Copy out each line of the data holding "instrument".

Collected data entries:
■ ■ ■ ■ ■
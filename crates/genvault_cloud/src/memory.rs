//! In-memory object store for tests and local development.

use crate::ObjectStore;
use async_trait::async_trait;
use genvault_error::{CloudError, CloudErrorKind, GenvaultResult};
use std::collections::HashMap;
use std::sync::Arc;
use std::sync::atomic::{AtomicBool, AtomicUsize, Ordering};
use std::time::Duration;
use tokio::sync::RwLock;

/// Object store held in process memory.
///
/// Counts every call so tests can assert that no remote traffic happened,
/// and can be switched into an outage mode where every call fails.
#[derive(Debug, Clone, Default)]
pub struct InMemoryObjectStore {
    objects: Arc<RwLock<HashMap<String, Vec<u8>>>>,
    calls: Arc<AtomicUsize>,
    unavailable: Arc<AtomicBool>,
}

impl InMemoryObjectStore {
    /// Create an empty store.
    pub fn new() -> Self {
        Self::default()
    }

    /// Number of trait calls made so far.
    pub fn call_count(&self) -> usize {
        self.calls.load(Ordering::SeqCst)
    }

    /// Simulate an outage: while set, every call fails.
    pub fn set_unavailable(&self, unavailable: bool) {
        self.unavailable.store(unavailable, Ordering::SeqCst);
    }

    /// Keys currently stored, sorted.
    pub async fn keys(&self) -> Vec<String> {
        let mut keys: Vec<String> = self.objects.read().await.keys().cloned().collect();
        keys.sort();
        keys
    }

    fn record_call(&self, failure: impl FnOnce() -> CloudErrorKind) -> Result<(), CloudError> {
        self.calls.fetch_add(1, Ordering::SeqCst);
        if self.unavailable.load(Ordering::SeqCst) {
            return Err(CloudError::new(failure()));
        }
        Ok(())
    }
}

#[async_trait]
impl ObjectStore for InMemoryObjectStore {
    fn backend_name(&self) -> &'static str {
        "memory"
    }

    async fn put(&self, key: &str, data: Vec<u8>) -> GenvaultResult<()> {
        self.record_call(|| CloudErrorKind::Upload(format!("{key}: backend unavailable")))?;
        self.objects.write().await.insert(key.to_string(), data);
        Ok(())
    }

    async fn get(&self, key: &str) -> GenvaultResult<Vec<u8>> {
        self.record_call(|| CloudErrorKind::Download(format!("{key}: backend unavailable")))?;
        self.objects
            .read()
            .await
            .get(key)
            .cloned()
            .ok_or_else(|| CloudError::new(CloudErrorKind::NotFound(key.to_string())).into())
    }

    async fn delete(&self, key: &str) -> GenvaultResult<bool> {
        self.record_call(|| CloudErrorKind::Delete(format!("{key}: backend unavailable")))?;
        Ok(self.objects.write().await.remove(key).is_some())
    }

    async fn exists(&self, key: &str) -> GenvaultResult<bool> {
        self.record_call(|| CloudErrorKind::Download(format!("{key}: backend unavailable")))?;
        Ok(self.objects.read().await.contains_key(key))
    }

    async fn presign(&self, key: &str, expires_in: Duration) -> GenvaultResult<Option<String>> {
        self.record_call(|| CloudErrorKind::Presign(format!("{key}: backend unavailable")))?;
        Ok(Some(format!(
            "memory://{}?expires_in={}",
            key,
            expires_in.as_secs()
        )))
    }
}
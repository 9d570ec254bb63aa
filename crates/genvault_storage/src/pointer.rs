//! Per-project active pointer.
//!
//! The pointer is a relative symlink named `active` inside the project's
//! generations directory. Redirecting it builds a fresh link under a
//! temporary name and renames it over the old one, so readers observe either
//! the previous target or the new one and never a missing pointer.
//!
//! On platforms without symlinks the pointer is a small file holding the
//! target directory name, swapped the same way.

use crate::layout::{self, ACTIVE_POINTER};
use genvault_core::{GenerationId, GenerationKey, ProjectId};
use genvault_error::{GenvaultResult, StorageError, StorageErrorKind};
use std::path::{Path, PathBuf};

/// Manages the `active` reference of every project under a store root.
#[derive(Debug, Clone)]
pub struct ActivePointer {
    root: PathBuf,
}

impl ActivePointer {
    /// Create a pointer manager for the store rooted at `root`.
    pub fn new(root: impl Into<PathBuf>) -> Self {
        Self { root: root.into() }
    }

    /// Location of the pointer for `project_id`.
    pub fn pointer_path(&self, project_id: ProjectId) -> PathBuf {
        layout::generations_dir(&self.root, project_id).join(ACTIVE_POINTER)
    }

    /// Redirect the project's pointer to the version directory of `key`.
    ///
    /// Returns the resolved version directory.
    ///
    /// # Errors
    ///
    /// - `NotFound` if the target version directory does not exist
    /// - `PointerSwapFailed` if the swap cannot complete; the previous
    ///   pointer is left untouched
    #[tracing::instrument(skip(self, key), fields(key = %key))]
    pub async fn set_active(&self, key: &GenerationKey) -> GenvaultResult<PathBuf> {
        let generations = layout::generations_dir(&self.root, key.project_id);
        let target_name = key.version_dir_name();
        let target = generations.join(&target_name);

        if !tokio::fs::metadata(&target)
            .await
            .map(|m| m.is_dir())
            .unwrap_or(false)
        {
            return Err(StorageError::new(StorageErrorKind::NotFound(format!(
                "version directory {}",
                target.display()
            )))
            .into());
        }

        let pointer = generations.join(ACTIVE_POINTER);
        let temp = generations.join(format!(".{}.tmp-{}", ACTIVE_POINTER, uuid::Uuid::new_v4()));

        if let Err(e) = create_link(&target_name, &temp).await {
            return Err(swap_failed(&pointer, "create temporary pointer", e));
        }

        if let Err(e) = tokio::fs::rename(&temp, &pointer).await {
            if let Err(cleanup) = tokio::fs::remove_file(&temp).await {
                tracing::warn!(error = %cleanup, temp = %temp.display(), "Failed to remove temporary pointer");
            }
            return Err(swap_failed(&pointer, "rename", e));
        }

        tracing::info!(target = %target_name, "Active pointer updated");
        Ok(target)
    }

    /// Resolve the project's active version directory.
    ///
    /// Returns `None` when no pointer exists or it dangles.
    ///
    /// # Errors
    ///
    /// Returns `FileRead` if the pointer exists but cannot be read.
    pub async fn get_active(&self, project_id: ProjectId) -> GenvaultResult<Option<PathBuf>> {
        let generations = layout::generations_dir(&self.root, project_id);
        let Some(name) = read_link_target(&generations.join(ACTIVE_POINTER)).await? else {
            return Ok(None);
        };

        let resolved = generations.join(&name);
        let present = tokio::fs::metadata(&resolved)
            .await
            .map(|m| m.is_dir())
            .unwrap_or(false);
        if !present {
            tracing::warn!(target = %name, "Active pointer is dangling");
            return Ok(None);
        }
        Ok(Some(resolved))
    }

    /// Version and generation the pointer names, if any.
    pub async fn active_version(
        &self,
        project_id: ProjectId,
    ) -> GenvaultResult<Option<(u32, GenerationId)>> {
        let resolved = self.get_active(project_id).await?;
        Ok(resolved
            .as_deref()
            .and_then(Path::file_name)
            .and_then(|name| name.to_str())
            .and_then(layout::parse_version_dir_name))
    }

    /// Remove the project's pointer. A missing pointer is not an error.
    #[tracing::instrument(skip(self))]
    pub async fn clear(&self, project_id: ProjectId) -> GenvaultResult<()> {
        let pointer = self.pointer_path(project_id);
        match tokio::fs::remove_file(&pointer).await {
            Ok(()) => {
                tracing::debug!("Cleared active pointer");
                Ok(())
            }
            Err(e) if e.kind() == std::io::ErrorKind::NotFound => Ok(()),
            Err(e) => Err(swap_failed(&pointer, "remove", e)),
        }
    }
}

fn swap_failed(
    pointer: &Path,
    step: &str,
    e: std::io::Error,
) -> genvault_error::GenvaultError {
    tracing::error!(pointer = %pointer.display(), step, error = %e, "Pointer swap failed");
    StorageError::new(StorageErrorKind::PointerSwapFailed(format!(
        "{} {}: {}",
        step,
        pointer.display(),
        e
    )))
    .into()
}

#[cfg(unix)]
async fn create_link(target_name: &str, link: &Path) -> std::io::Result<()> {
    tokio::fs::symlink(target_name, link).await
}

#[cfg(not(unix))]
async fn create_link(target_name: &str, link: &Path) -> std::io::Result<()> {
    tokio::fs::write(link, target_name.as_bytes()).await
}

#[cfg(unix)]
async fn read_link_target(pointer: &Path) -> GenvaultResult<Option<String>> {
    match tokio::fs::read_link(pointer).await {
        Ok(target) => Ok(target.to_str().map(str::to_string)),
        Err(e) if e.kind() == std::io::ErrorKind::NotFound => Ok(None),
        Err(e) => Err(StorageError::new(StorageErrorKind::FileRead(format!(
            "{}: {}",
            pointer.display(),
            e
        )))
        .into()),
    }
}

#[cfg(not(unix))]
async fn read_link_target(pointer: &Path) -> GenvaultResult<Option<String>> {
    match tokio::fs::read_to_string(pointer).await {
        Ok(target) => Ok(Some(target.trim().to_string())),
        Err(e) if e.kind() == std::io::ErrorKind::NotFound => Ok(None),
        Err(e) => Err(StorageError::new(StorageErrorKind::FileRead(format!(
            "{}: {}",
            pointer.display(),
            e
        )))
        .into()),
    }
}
■ ■ ■ ■ ■
EXERCISE RESPONSE:
    #[tracing::instrument(skip(self, key), fields(key = %key))]
    #[tracing::instrument(skip(self))]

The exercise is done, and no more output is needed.